Ok, so let’s have some ethical rules. Story Time (again): a barn mate was highly rated for regionals (one of the ones whipping their metabolic horse through the show season). She went to big show that was preparation for championships and put bloody spur holes in the horse’s sides on warmup day. (Note: the spur holes may already have been there and been actively managed). A person who was then an “R” judge, now and “S” judge quietly pulled her aside after her warmup and told her about the bloody spur holes. Instead of leaving the horse at the show overnight, she brought the horse back to the barn and I happened to be there while she was bathing it. The sores were the size of a quarter. She told me the whole story and then was floating the idea of putting shoe polish in the spur holes. I asked her how she would like to have shoe polish put in an open sore on her.

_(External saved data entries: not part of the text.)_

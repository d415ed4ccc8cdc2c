//! Point-to-point reliable-connected RDMA.
//!
//! A [`Connection`] owns every resource of one endpoint. The active side is created with
//! [`Connection::connect`], the passive side comes out of [`Listener::accept`]. Both then go
//! through [`Connection::setup_qp`], register one buffer, and exchange it with blocking
//! post/poll calls:
//!
//! ```no_run
//! use rdma_base::{Connection, ConnectionConfig, SimFabric};
//!
//! # fn main() -> rdma_base::Result<()> {
//! let fabric = SimFabric::new();
//! let config = ConnectionConfig::default();
//! let mut conn = Connection::connect(fabric, "127.0.0.1:20079".parse().unwrap(), config)?;
//! conn.setup_qp(16, 16)?;
//! conn.register_memory(1024)?;
//! conn.post_receive()?;
//! conn.write_buffer(b"ping")?;
//! conn.post_send(4, true)?;
//! conn.poll_completion()?;
//! conn.poll_completion()?;
//! # Ok(())
//! # }
//! ```
//!
//! Everything is generic over a [`Fabric`]. [`SimFabric`] runs in-process; `VerbsFabric`
//! (feature `verbs`) drives real hardware.

pub mod cm;
pub mod config;
pub mod conn;
pub mod datapath;
pub mod error;
pub mod fabric;
pub mod mr;
pub mod sim;
pub mod types;

#[cfg(feature = "hip")]
pub mod hip;
#[cfg(feature = "verbs")]
pub mod verbs;

pub use cm::{CmState, Listener, Role};
pub use config::{Backoff, ConnectionConfig, PollPolicy};
pub use conn::Connection;
pub use error::{Error, Result};
pub use fabric::Fabric;
pub use mr::{Buffer, BufferAllocator, HostAllocator, Placement};
pub use sim::{LiveResources, SimDeviceAllocator, SimFabric};
pub use types::{AccessFlags, MemoryKeys, WcOpcode, WcStatus, WorkCompletion};

#[cfg(feature = "hip")]
pub use hip::HipAllocator;
#[cfg(feature = "verbs")]
pub use verbs::VerbsFabric;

Aside: This was not a person who was experience enough to know about shoe polish in spur holes, so someone gave her that idea.
She ended up going to the show and winning all her classes (good for her, although I thought that most of her rides bordered on abusive (with a coach) and the horse was always breathing very hard through the tests). She did not get caught by anyone for bloody spur holes.

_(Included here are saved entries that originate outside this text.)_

//! Verbs-level value types shared by every fabric backend.
use std::fmt;

use bitflags::bitflags;
use serde::{Deserialize, Serialize};

/// Diagnostic `wr_id` of the receive posted over the whole buffer.
pub const WR_ID_RECV: u64 = 1;
/// Diagnostic `wr_id` of a plain send.
pub const WR_ID_SEND: u64 = 2;
/// Diagnostic `wr_id` of a send carrying immediate data.
pub const WR_ID_SEND_IMM: u64 = 3;

bitflags! {
    /// Memory region access permissions.
    #[derive(Serialize, Deserialize)]
    #[derive(Default)]
    pub struct AccessFlags: u32 {
        /// Enables local write access. Required for the region to be a receive target.
        const LOCAL_WRITE = 0b00000001;
        /// Enables remote write access.
        const REMOTE_WRITE = 0b00000010;
        /// Enables remote read access.
        const REMOTE_READ = 0b00000100;
    }

    /// Flags of the completed WR.
    #[derive(Serialize, Deserialize)]
    #[derive(Default)]
    pub struct WcFlags: u32 {
        /// GRH is present (valid only for UD QPs).
        const GRH = 0b00000001;
        /// Immediate data value is valid.
        const WITH_IMM = 0b00000010;
    }

    /// Flags of the WR properties.
    #[derive(Serialize, Deserialize)]
    #[derive(Default)]
    pub struct SendFlags: u32 {
        /// Set the completion notification indicator.
        const SIGNALED = 0b00000010;
    }
}

/// Status of a work completion. Anything but `Success` carries a fault.
#[derive(Serialize, Deserialize, Debug, Clone, Copy, PartialEq, Eq)]
pub enum WcStatus {
    Success,
    LocalLengthError,
    LocalProtectionError,
    WrFlushError,
    RemoteAccessError,
    RemoteInvalidRequest,
    RetryExceeded,
    RnrRetryExceeded,
    /// Any status the backend does not name above, with its raw value.
    Other(u32),
}

impl WcStatus {
    #[inline]
    pub fn is_success(&self) -> bool {
        matches!(self, WcStatus::Success)
    }
}

#[derive(Serialize, Deserialize, Debug, Clone, Copy, PartialEq, Eq)]
pub enum WcOpcode {
    Send,
    Recv,
    RecvRdmaWithImm,
    Invalid,
}

/// A structure represent completion of some work.
#[derive(Debug, Clone, Serialize, Deserialize)]
pub struct WorkCompletion {
    pub wr_id: u64,
    pub status: WcStatus,
    pub opcode: WcOpcode,
    pub vendor_err: u32,
    pub byte_len: u32,
    /// Immediate data exactly as carried on the wire, in network byte order.
    pub imm_data: u32,
    pub wc_flags: WcFlags,
    pub qp_num: u32,
}

impl WorkCompletion {
    /// Returns the immediate value in host byte order if this is a receive that carried one.
    #[inline]
    pub fn immediate(&self) -> Option<u32> {
        if self.opcode == WcOpcode::Recv && self.wc_flags.contains(WcFlags::WITH_IMM) {
            Some(u32::from_be(self.imm_data))
        } else {
            None
        }
    }
}

#[derive(Debug, Clone, Copy, PartialEq, Eq, Serialize, Deserialize)]
pub struct QpCapability {
    pub max_send_wr: u32,
    pub max_recv_wr: u32,
    pub max_send_sge: u32,
    pub max_recv_sge: u32,
}

impl QpCapability {
    /// One scatter-gather element per operation in both directions.
    pub fn new(max_send_wr: u32, max_recv_wr: u32) -> Self {
        QpCapability {
            max_send_wr,
            max_recv_wr,
            max_send_sge: 1,
            max_recv_sge: 1,
        }
    }

    /// Minimum completion queue depth covering every outstanding request, or `None` when
    /// the two capacities together overflow.
    #[inline]
    pub fn cq_entries(&self) -> Option<u32> {
        self.max_send_wr.checked_add(self.max_recv_wr)
    }
}

#[derive(Debug, Clone, Default, PartialEq, Eq, Serialize, Deserialize)]
pub struct ConnParam {
    pub responder_resources: u8,
    pub initiator_depth: u8,
    pub retry_count: u8,
    pub rnr_retry_count: u8,
}

/// A single scatter-gather element.
#[derive(Debug, Clone, Copy, PartialEq, Eq)]
pub struct Sge {
    pub addr: u64,
    pub length: u32,
    pub lkey: u32,
}

#[derive(Debug, Clone, Copy)]
pub struct SendRequest {
    pub wr_id: u64,
    pub sge: Sge,
    /// Immediate value in host byte order; the backend puts it on the wire big-endian.
    pub imm: Option<u32>,
    pub flags: SendFlags,
}

/// Keys and extent of a registered memory region.
#[derive(Debug, Clone, Copy, PartialEq, Eq, Serialize, Deserialize)]
pub struct MemoryKeys {
    pub addr: u64,
    pub length: usize,
    pub lkey: u32,
    pub rkey: u32,
}

/// Connection manager notifications the handshake cares about.
#[derive(Debug, Clone, Copy, PartialEq, Eq, Serialize, Deserialize)]
pub enum CmEventKind {
    AddrResolved,
    AddrError,
    RouteResolved,
    RouteError,
    ConnectRequest,
    ConnectResponse,
    ConnectError,
    Unreachable,
    Rejected,
    Established,
    Disconnected,
    DeviceRemoval,
    TimewaitExit,
    /// Any event the backend does not name above, with its raw value.
    Other(u32),
}

impl fmt::Display for CmEventKind {
    fn fmt(&self, f: &mut fmt::Formatter<'_>) -> fmt::Result {
        let s = match self {
            CmEventKind::AddrResolved => "RDMA_CM_EVENT_ADDR_RESOLVED",
            CmEventKind::AddrError => "RDMA_CM_EVENT_ADDR_ERROR",
            CmEventKind::RouteResolved => "RDMA_CM_EVENT_ROUTE_RESOLVED",
            CmEventKind::RouteError => "RDMA_CM_EVENT_ROUTE_ERROR",
            CmEventKind::ConnectRequest => "RDMA_CM_EVENT_CONNECT_REQUEST",
            CmEventKind::ConnectResponse => "RDMA_CM_EVENT_CONNECT_RESPONSE",
            CmEventKind::ConnectError => "RDMA_CM_EVENT_CONNECT_ERROR",
            CmEventKind::Unreachable => "RDMA_CM_EVENT_UNREACHABLE",
            CmEventKind::Rejected => "RDMA_CM_EVENT_REJECTED",
            CmEventKind::Established => "RDMA_CM_EVENT_ESTABLISHED",
            CmEventKind::Disconnected => "RDMA_CM_EVENT_DISCONNECTED",
            CmEventKind::DeviceRemoval => "RDMA_CM_EVENT_DEVICE_REMOVAL",
            CmEventKind::TimewaitExit => "RDMA_CM_EVENT_TIMEWAIT_EXIT",
            CmEventKind::Other(raw) => return write!(f, "RDMA_CM_EVENT({})", raw),
        };
        f.write_str(s)
    }
}

/// An already acknowledged connection manager event.
///
/// `new_id` is only present for `ConnectRequest`, and hands ownership of the freshly created
/// identity to the receiver of the event.
#[derive(Debug)]
pub struct CmEvent<Id> {
    pub kind: CmEventKind,
    pub status: i32,
    pub new_id: Option<Id>,
}

#[cfg(test)]
mod tests {
    use super::*;

    fn recv_completion(flags: WcFlags, imm_data: u32) -> WorkCompletion {
        WorkCompletion {
            wr_id: WR_ID_RECV,
            status: WcStatus::Success,
            opcode: WcOpcode::Recv,
            vendor_err: 0,
            byte_len: 4,
            imm_data,
            wc_flags: flags,
            qp_num: 1,
        }
    }

    #[test]
    fn immediate_is_converted_from_network_order() {
        let wc = recv_completion(WcFlags::WITH_IMM, 0x2Au32.to_be());
        assert_eq!(wc.immediate(), Some(0x2A));
    }

    #[test]
    fn immediate_requires_flag_and_recv_opcode() {
        let wc = recv_completion(WcFlags::empty(), 0x2Au32.to_be());
        assert_eq!(wc.immediate(), None);

        let mut send = recv_completion(WcFlags::WITH_IMM, 0x2Au32.to_be());
        send.opcode = WcOpcode::Send;
        assert_eq!(send.immediate(), None);
    }

    #[test]
    fn cq_covers_both_directions() {
        let cap = QpCapability::new(16, 8);
        assert_eq!(cap.cq_entries(), Some(24));
        assert_eq!(cap.max_send_sge, 1);
        assert_eq!(cap.max_recv_sge, 1);
        assert_eq!(QpCapability::new(u32::MAX, 1).cq_entries(), None);
    }
}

Did that “R” have an ethical obligation to report the woman to the TDs so that the horse could be inspected the next day?
If not, I suggest the sport needs a more specific code of conduct.

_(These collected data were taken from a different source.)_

//! Device memory through the HIP runtime.
use std::ffi::c_void;
use std::io;
use std::ptr::{self, NonNull};

use crate::mr::{BufferAllocator, Placement};

type HipError = i32;

const HIP_SUCCESS: HipError = 0;
const HIP_MEMCPY_HOST_TO_DEVICE: i32 = 1;
const HIP_MEMCPY_DEVICE_TO_HOST: i32 = 2;

extern "C" {
    fn hipMalloc(ptr: *mut *mut c_void, size: usize) -> HipError;
    fn hipFree(ptr: *mut c_void) -> HipError;
    fn hipMemcpy(dst: *mut c_void, src: *const c_void, size: usize, kind: i32) -> HipError;
    fn hipDeviceSynchronize() -> HipError;
}

fn check(op: &'static str, rc: HipError) -> io::Result<()> {
    if rc == HIP_SUCCESS {
        Ok(())
    } else {
        Err(io::Error::new(
            io::ErrorKind::Other,
            format!("{} failed with hipError {}", op, rc),
        ))
    }
}

/// Allocates buffers with `hipMalloc`. Copies are synchronous and the device is synchronized
/// after each one, so a copy is complete before the next post.
#[derive(Debug, Default, Clone, Copy)]
pub struct HipAllocator;

impl HipAllocator {
    pub fn new() -> Self {
        HipAllocator
    }

    /// Waits for all work queued on the current device.
    pub fn synchronize(&self) -> io::Result<()> {
        check("hipDeviceSynchronize", unsafe { hipDeviceSynchronize() })
    }
}

impl BufferAllocator for HipAllocator {
    fn placement(&self) -> Placement {
        Placement::Device
    }

    fn allocate(&self, len: usize) -> io::Result<NonNull<u8>> {
        if len == 0 {
            return Err(io::Error::new(io::ErrorKind::InvalidInput, "zero-sized buffer"));
        }
        let mut ptr: *mut c_void = ptr::null_mut();
        check("hipMalloc", unsafe { hipMalloc(&mut ptr, len) })?;
        log::debug!("hipMalloc {} bytes at {:p}", len, ptr);
        NonNull::new(ptr.cast()).ok_or_else(|| io::Error::from(io::ErrorKind::OutOfMemory))
    }

    unsafe fn free(&self, ptr: NonNull<u8>, _len: usize) -> io::Result<()> {
        check("hipFree", hipFree(ptr.as_ptr().cast()))
    }

    unsafe fn copy_to_host(&self, dst: &mut [u8], src: *const u8) -> io::Result<()> {
        check(
            "hipMemcpy",
            hipMemcpy(
                dst.as_mut_ptr().cast(),
                src.cast(),
                dst.len(),
                HIP_MEMCPY_DEVICE_TO_HOST,
            ),
        )?;
        self.synchronize()
    }

    unsafe fn copy_from_host(&self, dst: *mut u8, src: &[u8]) -> io::Result<()> {
        check(
            "hipMemcpy",
            hipMemcpy(
                dst.cast(),
                src.as_ptr().cast(),
                src.len(),
                HIP_MEMCPY_HOST_TO_DEVICE,
            ),
        )?;
        self.synchronize()
    }
}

Even though I get how you all want to be objective, raising qualifying scores has never been very good for the horses. Objectively, you’d think it would require people to be more prepared; in reality, it is creating some very hard riding. Second Story Time: Same “R” judge was training a horse for a client who had gold medal aspirations but wasn’t really a good enough rider for it, nor was the horse trained for it yet. Rider would do 100 revolutions of canter pirouettes. Daily. I watched a clinic where the rider was doing 100 revolutions of pirouettes (Maybe I am exaggerating, maybe it was only 20 revolutions one way, then 20 the other way, then a break, rinse repeat…etc.) with the “R” judge’s trainer and the horse was clearly lame. I asked the “R” why the horse was being ridden lame. She replied that the horse was just “very sore” because the rider had to learn and the horse had to learn so they had to do lots of pirouettes, every day. I honestly can’t remember if that rider got her gold medal but I do know that the horse was retired before the age of 20.
If this sport can’t figure out how to be humane and protect horses, it is a stupid and cruel sport.